◆ Task brief:
Could you retype, exactly as written, every line from the top of the records through the line that contains "pub fn build(self)"?

Records from a dataset:
· · · ·

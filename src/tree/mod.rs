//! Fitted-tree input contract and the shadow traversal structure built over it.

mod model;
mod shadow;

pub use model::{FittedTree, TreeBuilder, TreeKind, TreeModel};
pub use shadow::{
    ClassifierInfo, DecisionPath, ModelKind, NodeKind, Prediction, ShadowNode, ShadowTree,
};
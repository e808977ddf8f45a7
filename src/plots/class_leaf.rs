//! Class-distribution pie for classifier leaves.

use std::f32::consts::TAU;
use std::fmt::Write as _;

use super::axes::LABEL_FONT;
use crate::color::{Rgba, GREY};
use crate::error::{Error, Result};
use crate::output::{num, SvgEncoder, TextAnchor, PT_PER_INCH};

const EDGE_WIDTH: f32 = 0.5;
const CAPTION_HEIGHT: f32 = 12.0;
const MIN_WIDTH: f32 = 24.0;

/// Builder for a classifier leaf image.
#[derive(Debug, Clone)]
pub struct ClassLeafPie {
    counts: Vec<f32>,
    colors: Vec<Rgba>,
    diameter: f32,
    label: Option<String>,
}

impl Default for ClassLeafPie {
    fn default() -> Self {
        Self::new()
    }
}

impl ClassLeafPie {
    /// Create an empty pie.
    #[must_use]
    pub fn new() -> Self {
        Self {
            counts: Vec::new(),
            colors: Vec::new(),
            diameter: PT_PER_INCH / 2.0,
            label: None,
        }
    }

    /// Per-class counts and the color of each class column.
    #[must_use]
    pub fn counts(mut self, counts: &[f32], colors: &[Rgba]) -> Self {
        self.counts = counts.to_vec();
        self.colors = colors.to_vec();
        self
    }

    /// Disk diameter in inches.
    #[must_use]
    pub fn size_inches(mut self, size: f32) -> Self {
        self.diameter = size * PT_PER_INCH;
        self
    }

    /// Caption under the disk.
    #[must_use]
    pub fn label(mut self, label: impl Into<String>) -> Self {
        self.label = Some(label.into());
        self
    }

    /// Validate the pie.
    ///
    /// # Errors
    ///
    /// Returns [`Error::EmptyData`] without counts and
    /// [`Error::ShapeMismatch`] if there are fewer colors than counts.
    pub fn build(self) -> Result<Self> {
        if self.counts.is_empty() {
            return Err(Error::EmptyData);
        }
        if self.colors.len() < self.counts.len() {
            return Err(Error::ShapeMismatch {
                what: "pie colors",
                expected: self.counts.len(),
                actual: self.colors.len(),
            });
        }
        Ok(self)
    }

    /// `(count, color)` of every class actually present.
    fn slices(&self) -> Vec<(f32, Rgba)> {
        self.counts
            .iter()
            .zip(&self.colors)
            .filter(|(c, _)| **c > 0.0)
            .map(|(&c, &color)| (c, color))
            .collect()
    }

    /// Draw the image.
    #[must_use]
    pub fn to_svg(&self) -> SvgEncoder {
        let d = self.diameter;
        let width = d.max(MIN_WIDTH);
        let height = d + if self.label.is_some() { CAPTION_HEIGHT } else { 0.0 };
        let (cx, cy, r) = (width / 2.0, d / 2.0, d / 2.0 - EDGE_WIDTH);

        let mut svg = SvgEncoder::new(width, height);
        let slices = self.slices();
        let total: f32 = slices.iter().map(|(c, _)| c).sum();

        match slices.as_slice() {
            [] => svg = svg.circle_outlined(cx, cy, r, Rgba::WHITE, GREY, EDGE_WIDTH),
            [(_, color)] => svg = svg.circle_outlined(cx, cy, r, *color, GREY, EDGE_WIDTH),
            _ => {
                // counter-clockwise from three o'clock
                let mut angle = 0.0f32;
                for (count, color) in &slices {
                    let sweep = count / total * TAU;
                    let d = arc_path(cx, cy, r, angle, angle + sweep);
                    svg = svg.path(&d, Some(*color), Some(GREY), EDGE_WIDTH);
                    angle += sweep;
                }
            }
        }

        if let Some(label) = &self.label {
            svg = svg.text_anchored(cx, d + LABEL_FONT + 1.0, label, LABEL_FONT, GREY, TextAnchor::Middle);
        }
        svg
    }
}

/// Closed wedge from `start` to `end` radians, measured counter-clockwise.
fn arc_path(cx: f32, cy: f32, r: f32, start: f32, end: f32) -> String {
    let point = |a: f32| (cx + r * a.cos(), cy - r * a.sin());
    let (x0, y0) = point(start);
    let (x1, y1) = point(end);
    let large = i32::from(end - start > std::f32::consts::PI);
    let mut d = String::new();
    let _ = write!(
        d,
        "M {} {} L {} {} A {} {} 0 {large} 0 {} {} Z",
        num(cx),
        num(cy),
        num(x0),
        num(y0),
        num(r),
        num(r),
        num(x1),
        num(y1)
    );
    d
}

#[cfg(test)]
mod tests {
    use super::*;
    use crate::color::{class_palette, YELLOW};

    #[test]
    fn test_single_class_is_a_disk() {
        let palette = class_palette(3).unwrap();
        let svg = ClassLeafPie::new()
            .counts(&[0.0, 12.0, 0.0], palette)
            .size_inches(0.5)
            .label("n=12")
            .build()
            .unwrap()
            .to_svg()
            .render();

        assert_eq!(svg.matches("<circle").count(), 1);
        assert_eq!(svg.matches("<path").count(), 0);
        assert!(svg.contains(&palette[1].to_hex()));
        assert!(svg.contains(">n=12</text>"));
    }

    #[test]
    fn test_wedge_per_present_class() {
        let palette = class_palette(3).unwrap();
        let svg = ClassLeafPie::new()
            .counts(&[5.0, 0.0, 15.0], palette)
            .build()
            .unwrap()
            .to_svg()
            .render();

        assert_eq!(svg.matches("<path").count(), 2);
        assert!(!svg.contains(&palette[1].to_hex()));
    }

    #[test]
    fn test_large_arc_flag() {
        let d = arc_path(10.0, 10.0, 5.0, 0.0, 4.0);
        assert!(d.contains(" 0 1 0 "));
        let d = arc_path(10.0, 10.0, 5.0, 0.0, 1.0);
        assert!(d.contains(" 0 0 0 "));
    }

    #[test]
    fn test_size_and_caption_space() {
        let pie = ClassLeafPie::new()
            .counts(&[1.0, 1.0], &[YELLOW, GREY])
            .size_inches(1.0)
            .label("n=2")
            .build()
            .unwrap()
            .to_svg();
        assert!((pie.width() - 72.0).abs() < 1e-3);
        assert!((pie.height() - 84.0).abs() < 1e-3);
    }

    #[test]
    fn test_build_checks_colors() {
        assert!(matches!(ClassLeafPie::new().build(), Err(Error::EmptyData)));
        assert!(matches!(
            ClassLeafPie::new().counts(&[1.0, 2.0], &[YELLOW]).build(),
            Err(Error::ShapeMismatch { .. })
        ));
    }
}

· · · ·

◆ Solved problem:
filename src/tree/mod.rs
//! Fitted-tree input contract and the shadow traversal structure built over it.

mod model;
mod shadow;

pub use model::{FittedTree, TreeBuilder, TreeKind, TreeModel};
pub use shadow::{
    ClassifierInfo, DecisionPath, ModelKind, NodeKind, Prediction, ShadowNode, ShadowTree,
};
repository e808977ddf8f45a7
filename src/plots/class_leaf.rs
//! Class-distribution pie for classifier leaves.

use std::f32::consts::TAU;
use std::fmt::Write as _;

use super::axes::LABEL_FONT;
use crate::color::{Rgba, GREY};
use crate::error::{Error, Result};
use crate::output::{num, SvgEncoder, TextAnchor, PT_PER_INCH};

const EDGE_WIDTH: f32 = 0.5;
const CAPTION_HEIGHT: f32 = 12.0;
const MIN_WIDTH: f32 = 24.0;

/// Builder for a classifier leaf image.
#[derive(Debug, Clone)]
pub struct ClassLeafPie {
    counts: Vec<f32>,
    colors: Vec<Rgba>,
    diameter: f32,
    label: Option<String>,
}

impl Default for ClassLeafPie {
    fn default() -> Self {
        Self::new()
    }
}

impl ClassLeafPie {
    /// Create an empty pie.
    #[must_use]
    pub fn new() -> Self {
        Self {
            counts: Vec::new(),
            colors: Vec::new(),
            diameter: PT_PER_INCH / 2.0,
            label: None,
        }
    }

    /// Per-class counts and the color of each class column.
    #[must_use]
    pub fn counts(mut self, counts: &[f32], colors: &[Rgba]) -> Self {
        self.counts = counts.to_vec();
        self.colors = colors.to_vec();
        self
    }

    /// Disk diameter in inches.
    #[must_use]
    pub fn size_inches(mut self, size: f32) -> Self {
        self.diameter = size * PT_PER_INCH;
        self
    }

    /// Caption under the disk.
    #[must_use]
    pub fn label(mut self, label: impl Into<String>) -> Self {
        self.label = Some(label.into());
        self
    }

    /// Validate the pie.
    ///
    /// # Errors
    ///
    /// Returns [`Error::EmptyData`] without counts and
    /// [`Error::ShapeMismatch`] if there are fewer colors than counts.
    pub fn build(self) -> Result<Self> {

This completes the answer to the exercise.